DNA has a tendency to curl up into a tangled mass, so one of the biggest challenges has been untangling that ball into linear strands that can be read. Researchers first flow fluid through a microfluidic device with tiny channels. That device fits on top of the DNA-coated wafer. The force of the flow stretches the DNA molecules, which then stick to the silicon. An electron beam is shot through the wafer, and a camera captures the image from the other side. "The wafer is the major proprietary consumable," says Glover. "It will be dirt cheap."

When stretched, the DNA looks like a ladder with the bases forming the rungs. So far, the company has released images of a 23-kilobase piece of DNA using a single type of labeled base. Glover says that he and his team have also done multilabel sequencing, although he declined to give additional details.
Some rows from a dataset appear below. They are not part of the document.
//! Game state store: owns the live [`GameState`], serializes every transition
//! behind one lock, and drives the passive-income and autosave timers.
//!
//! Lifecycle: [`GameStore::new`] (loading) → [`GameStore::load`] (ready, timers
//! running) → [`GameStore::shutdown`] (closed, timers stopped, final save).
//! Click and buy are refused until the store is ready.
use log::{debug, info, warn};
use std::sync::atomic::{AtomicBool, Ordering};
use std::sync::{Arc, Mutex, MutexGuard, PoisonError};
use thiserror::Error;
use tokio::sync::{Mutex as AsyncMutex, watch};
use tokio::task::JoinHandle;
use tokio::time::{Instant, MissedTickBehavior, interval_at};

use crate::GameStorage;
use crate::catalog::Catalog;
use crate::config::{ConfigError, StoreConfig};
use crate::save;
use crate::state::{GameState, Purchase, PurchaseError};
use crate::view::Snapshot;

/// Lifecycle phase, published through [`GameStore::ready_signal`].
#[derive(Debug, Clone, Copy, PartialEq, Eq)]
pub enum Phase {
    Loading,
    Ready,
    Closed,
}

#[derive(Debug, Error)]
pub enum StoreError {
    #[error("game is still loading")]
    NotReady,
    #[error("game store is shut down")]
    Closed,
    #[error(transparent)]
    Purchase(#[from] PurchaseError),
    #[error("save failed: {0}")]
    Save(#[source] Box<dyn std::error::Error + Send + Sync>),
}

struct Shared<S> {
    config: StoreConfig,
    catalog: Catalog,
    storage: S,
    state: Mutex<GameState>,
    phase: watch::Sender<Phase>,
    /// Mirrors `auto_click_power > 0`; arms the passive-income timer.
    passive: watch::Sender<bool>,
    /// Held from snapshot to write so slot writes land in snapshot order.
    save_turn: AsyncMutex<()>,
}

impl<S> Shared<S> {
    fn state(&self) -> MutexGuard<'_, GameState> {
        lock(&self.state)
    }

    fn apply_tick(&self) {
        let earned = self.state().tick();
        if earned > 0.0 {
            debug!("passive income +{earned}");
        }
    }
}

/// Owner of one game's live state.
pub struct GameStore<S> {
    shared: Arc<Shared<S>>,
    load_started: AtomicBool,
    timers: Mutex<Vec<JoinHandle<()>>>,
}

impl<S> GameStore<S>
where
    S: GameStorage + Send + Sync + 'static,
{
    /// Create a store in the loading phase.
    ///
    /// # Errors
    ///
    /// Returns an error if `config` fails validation.
    pub fn new(storage: S, catalog: Catalog, config: StoreConfig) -> Result<Self, ConfigError> {
        config.validate()?;
        Ok(Self::build(storage, catalog, config))
    }

    /// Store over the shipped catalog with default timing.
    pub fn with_defaults(storage: S) -> Self {
        Self::build(storage, Catalog::standard().clone(), StoreConfig::default())
    }

    fn build(storage: S, catalog: Catalog, config: StoreConfig) -> Self {
        let state = GameState::new(&catalog);
        let (phase, _) = watch::channel(Phase::Loading);
        let (passive, _) = watch::channel(false);
        Self {
            shared: Arc::new(Shared {
                config,
                catalog,
                storage,
                state: Mutex::new(state),
                phase,
                passive,
                save_turn: AsyncMutex::new(()),
            }),
            load_started: AtomicBool::new(false),
            timers: Mutex::new(Vec::new()),
        }
    }

    /// Restore the saved game, mark the store ready and start both timers.
    ///
    /// Only the first call does anything. A store shut down while loading
    /// stays closed.
    pub async fn load(&self) {
        if self.load_started.swap(true, Ordering::SeqCst) {
            return;
        }

        let shared = Arc::clone(&self.shared);
        let loaded = tokio::task::spawn_blocking(move || {
            save::load(&shared.storage, &shared.config.save_key, &shared.catalog)
        })
        .await;
        let state = loaded.unwrap_or_else(|err| {
            warn!("load task failed, starting a new game: {err}");
            GameState::new(&self.shared.catalog)
        });

        {
            let mut current = self.shared.state();
            self.shared.passive.send_replace(state.earns_passively());
            *current = state;
        }

        let became_ready = self.shared.phase.send_if_modified(|phase| {
            if *phase == Phase::Loading {
                *phase = Phase::Ready;
                true
            } else {
                false
            }
        });
        if !became_ready {
            return;
        }

        let mut timers = lock(&self.timers);
        timers.push(tokio::spawn(run_passive_income(Arc::clone(&self.shared))));
        timers.push(tokio::spawn(run_autosave(Arc::clone(&self.shared))));
        info!(
            "game store ready ({} points per click)",
            self.shared.state().points_per_click()
        );
    }

    /// Register a tap, returning the points it earned.
    ///
    /// # Errors
    ///
    /// Returns [`StoreError::NotReady`] or [`StoreError::Closed`] outside the ready phase.
    pub fn on_click(&self) -> Result<f64, StoreError> {
        self.ensure_ready()?;
        Ok(self.shared.state().click())
    }

    /// Attempt to buy the next level of `id`.
    ///
    /// # Errors
    ///
    /// Returns [`StoreError::Purchase`] with the rejection reason, or a
    /// lifecycle error outside the ready phase.
    pub fn on_buy(&self, id: &str) -> Result<Purchase, StoreError> {
        self.ensure_ready()?;
        let mut state = self.shared.state();
        match state.buy(id) {
            Ok(purchase) => {
                let earns = state.earns_passively();
                self.shared.passive.send_if_modified(|armed| {
                    let changed = *armed != earns;
                    *armed = earns;
                    changed
                });
                debug!(
                    "bought `{}` level {} for {}",
                    purchase.id, purchase.level, purchase.cost
                );
                Ok(purchase)
            }
            Err(err) => {
                debug!("purchase rejected: {err}");
                Err(err.into())
            }
        }
    }

    /// Write the current state now, outside the autosave schedule.
    ///
    /// # Errors
    ///
    /// Returns [`StoreError::Save`] if the write failed, or a lifecycle error
    /// outside the ready phase.
    pub async fn save_now(&self) -> Result<(), StoreError> {
        self.ensure_ready()?;
        persist(Arc::clone(&self.shared)).await
    }

    /// Close the store: stop both timers, wait for them, then save once more.
    ///
    /// The final save queues behind any save already in flight, so it is the
    /// last write to reach the slot.
    pub async fn shutdown(&self) {
        let previous = self.shared.phase.send_replace(Phase::Closed);
        let timers = std::mem::take(&mut *lock(&self.timers));
        for timer in timers {
            if let Err(err) = timer.await {
                warn!("store timer ended abnormally: {err}");
            }
        }
        if previous == Phase::Ready {
            if let Err(err) = persist(Arc::clone(&self.shared)).await {
                warn!("final save failed: {err}");
            }
            info!("game store shut down");
        }
    }
}

impl<S> GameStore<S> {
    #[must_use]
    pub fn phase(&self) -> Phase {
        *self.shared.phase.borrow()
    }

    #[must_use]
    pub fn is_ready(&self) -> bool {
        self.phase() == Phase::Ready
    }

    /// Receiver that observes every phase change.
    #[must_use]
    pub fn ready_signal(&self) -> watch::Receiver<Phase> {
        self.shared.phase.subscribe()
    }

    /// Wait until loading finishes. Returns `false` if the store closed instead.
    pub async fn wait_ready(&self) -> bool {
        let mut signal = self.ready_signal();
        signal
            .wait_for(|phase| *phase != Phase::Loading)
            .await
            .is_ok_and(|phase| *phase == Phase::Ready)
    }

    #[must_use]
    pub fn points_per_click(&self) -> f64 {
        self.shared.state().points_per_click()
    }

    #[must_use]
    pub fn points_per_second(&self) -> f64 {
        self.shared.state().points_per_second()
    }

    /// Render view of the current state.
    #[must_use]
    pub fn snapshot(&self) -> Snapshot {
        Snapshot::of(&self.shared.state())
    }

    /// Copy of the current state.
    #[must_use]
    pub fn state(&self) -> GameState {
        self.shared.state().clone()
    }

    #[must_use]
    pub fn catalog(&self) -> &Catalog {
        &self.shared.catalog
    }

    fn ensure_ready(&self) -> Result<(), StoreError> {
        match self.phase() {
            Phase::Ready => Ok(()),
            Phase::Loading => Err(StoreError::NotReady),
            Phase::Closed => Err(StoreError::Closed),
        }
    }
}

impl<S> Drop for GameStore<S> {
    fn drop(&mut self) {
        self.shared.phase.send_replace(Phase::Closed);
        for timer in lock(&self.timers).drain(..) {
            timer.abort();
        }
    }
}

fn lock<T>(mutex: &Mutex<T>) -> MutexGuard<'_, T> {
    mutex.lock().unwrap_or_else(PoisonError::into_inner)
}

async fn closed(phase: &mut watch::Receiver<Phase>) {
    let _ = phase.wait_for(|phase| *phase == Phase::Closed).await;
}

async fn persist<S>(shared: Arc<Shared<S>>) -> Result<(), StoreError>
where
    S: GameStorage + Send + Sync + 'static,
{
    let _turn = shared.save_turn.lock().await;
    let snapshot = shared.state().clone();
    let writer = Arc::clone(&shared);
    let written = tokio::task::spawn_blocking(move || {
        save::save(&writer.storage, &writer.config.save_key, &snapshot)
            .map_err(|err| StoreError::Save(Box::new(err)))
    })
    .await;
    written.unwrap_or_else(|err| Err(StoreError::Save(Box::new(err))))
}

async fn run_passive_income<S>(shared: Arc<Shared<S>>)
where
    S: GameStorage + Send + Sync + 'static,
{
    let mut phase = shared.phase.subscribe();
    let mut passive = shared.passive.subscribe();
    let period = shared.config.tick_period();
    loop {
        if !*passive.borrow_and_update() {
            tokio::select! {
                changed = passive.changed() => {
                    if changed.is_err() {
                        return;
                    }
                }
                () = closed(&mut phase) => return,
            }
            continue;
        }

        debug!("passive income armed");
        let mut ticker = interval_at(Instant::now() + period, period);
        ticker.set_missed_tick_behavior(MissedTickBehavior::Delay);
        loop {
            tokio::select! {
                _ = ticker.tick() => shared.apply_tick(),
                changed = passive.changed() => {
                    if changed.is_err() {
                        return;
                    }
                    if !*passive.borrow_and_update() {
                        debug!("passive income idle");
                        break;
                    }
                }
                () = closed(&mut phase) => return,
            }
        }
    }
}

async fn run_autosave<S>(shared: Arc<Shared<S>>)
where
    S: GameStorage + Send + Sync + 'static,
{
    let mut phase = shared.phase.subscribe();
    let period = shared.config.save_period();
    let mut ticker = interval_at(Instant::now() + period, period);
    ticker.set_missed_tick_behavior(MissedTickBehavior::Delay);
    loop {
        tokio::select! {
            _ = ticker.tick() => {
                if let Err(err) = persist(Arc::clone(&shared)).await {
                    warn!("autosave failed: {err}");
                }
            }
            () = closed(&mut phase) => return,
        }
    }
}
Still, the technology has a ways to go before it's market ready. "Lots of proof of principle methods can work in R&D, but bringing it to [market] is not trivial," says Benes. Glover aims to have a prototype this summer that scientists can test, and a faster commercial system next year. He adds that because most of the system relies on existing technologies, it will be easy and inexpensive to upgrade the system with new cameras and software.
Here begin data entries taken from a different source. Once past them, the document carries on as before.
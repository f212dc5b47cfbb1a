//! Padel Clicker Game Engine
//!
//! Platform-agnostic game-state engine for the Padel Clicker incremental game:
//! upgrade catalog, pricing, stat aggregation, click/buy/tick transitions and
//! the save-slot protocol. Rendering, animation and input handling live in the
//! host application, which drives the engine through [`GameStore`] (or
//! [`GameEngine`] when it runs its own event loop).

pub mod catalog;
pub mod config;
pub mod constants;
pub mod cost;
pub mod format;
pub mod numbers;
pub mod save;
pub mod state;
pub mod stats;
pub mod storage;
#[cfg(feature = "async")]
pub mod store;
pub mod view;

// Re-export commonly used types
pub use catalog::{Catalog, CatalogError, Effect, Upgrade};
pub use config::{ConfigError, StoreConfig};
pub use cost::upgrade_cost;
pub use format::format_points;
pub use save::SaveError;
pub use state::{GameState, Purchase, PurchaseError};
pub use stats::{Stats, aggregate};
pub use storage::{FileStorage, MemoryStorage, StorageError};
#[cfg(feature = "async")]
pub use store::{GameStore, Phase, StoreError};
pub use view::{Snapshot, UpgradeView};

/// Trait for abstracting the durable save slots.
/// Platform-specific implementations should provide this
pub trait GameStorage {
    type Error: std::error::Error + Send + Sync + 'static;

    /// Read the raw payload stored under `key`, `None` if the slot is empty.
    ///
    /// # Errors
    ///
    /// Returns an error if the slot exists but cannot be read.
    fn read_slot(&self, key: &str) -> Result<Option<String>, Self::Error>;

    /// Replace the payload stored under `key`.
    ///
    /// # Errors
    ///
    /// Returns an error if the payload cannot be written.
    fn write_slot(&self, key: &str, payload: &str) -> Result<(), Self::Error>;

    /// Remove the payload stored under `key`. Clearing an empty slot succeeds.
    ///
    /// # Errors
    ///
    /// Returns an error if the slot cannot be removed.
    fn clear_slot(&self, key: &str) -> Result<(), Self::Error>;
}

/// Synchronous engine for hosts that serialize transitions on their own loop
/// and call [`GameState::tick`] and [`GameEngine::save_game`] from their own
/// timers.
pub struct GameEngine<S>
where
    S: GameStorage,
{
    catalog: Catalog,
    storage: S,
}

impl<S> GameEngine<S>
where
    S: GameStorage,
{
    /// Create a new game engine over the provided catalog and storage
    pub const fn new(catalog: Catalog, storage: S) -> Self {
        Self { catalog, storage }
    }

    /// Engine over the shipped catalog.
    pub fn with_standard_catalog(storage: S) -> Self {
        Self::new(Catalog::standard().clone(), storage)
    }

    #[must_use]
    pub const fn catalog(&self) -> &Catalog {
        &self.catalog
    }

    /// A fresh game with every upgrade at level 0.
    #[must_use]
    pub fn new_game(&self) -> GameState {
        GameState::new(&self.catalog)
    }

    /// Load and reconcile the game in `save_name`, or a fresh game.
    #[must_use]
    pub fn load_game(&self, save_name: &str) -> GameState {
        save::load(&self.storage, save_name, &self.catalog)
    }

    /// Save a game state
    ///
    /// # Errors
    ///
    /// Returns an error if the game state cannot be encoded or written.
    pub fn save_game(
        &self,
        save_name: &str,
        game_state: &GameState,
    ) -> Result<(), SaveError<S::Error>> {
        save::save(&self.storage, save_name, game_state)
    }

    /// Delete saved game
    ///
    /// # Errors
    ///
    /// Returns an error if the save cannot be deleted.
    pub fn delete_save(&self, save_name: &str) -> Result<(), S::Error> {
        self.storage.clear_slot(save_name)
    }
}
Longer reads will allow scientists to look at collections of genetic variations that have been inherited together, known as haplotypes. This kind of analysis can determine if a particular genetic variation has been passed down from the individual's mother or father. Recent research suggests that in some cases, maternal or paternal inheritance can impact the severity of the disease, a phenomenon that may be more common than previously thought.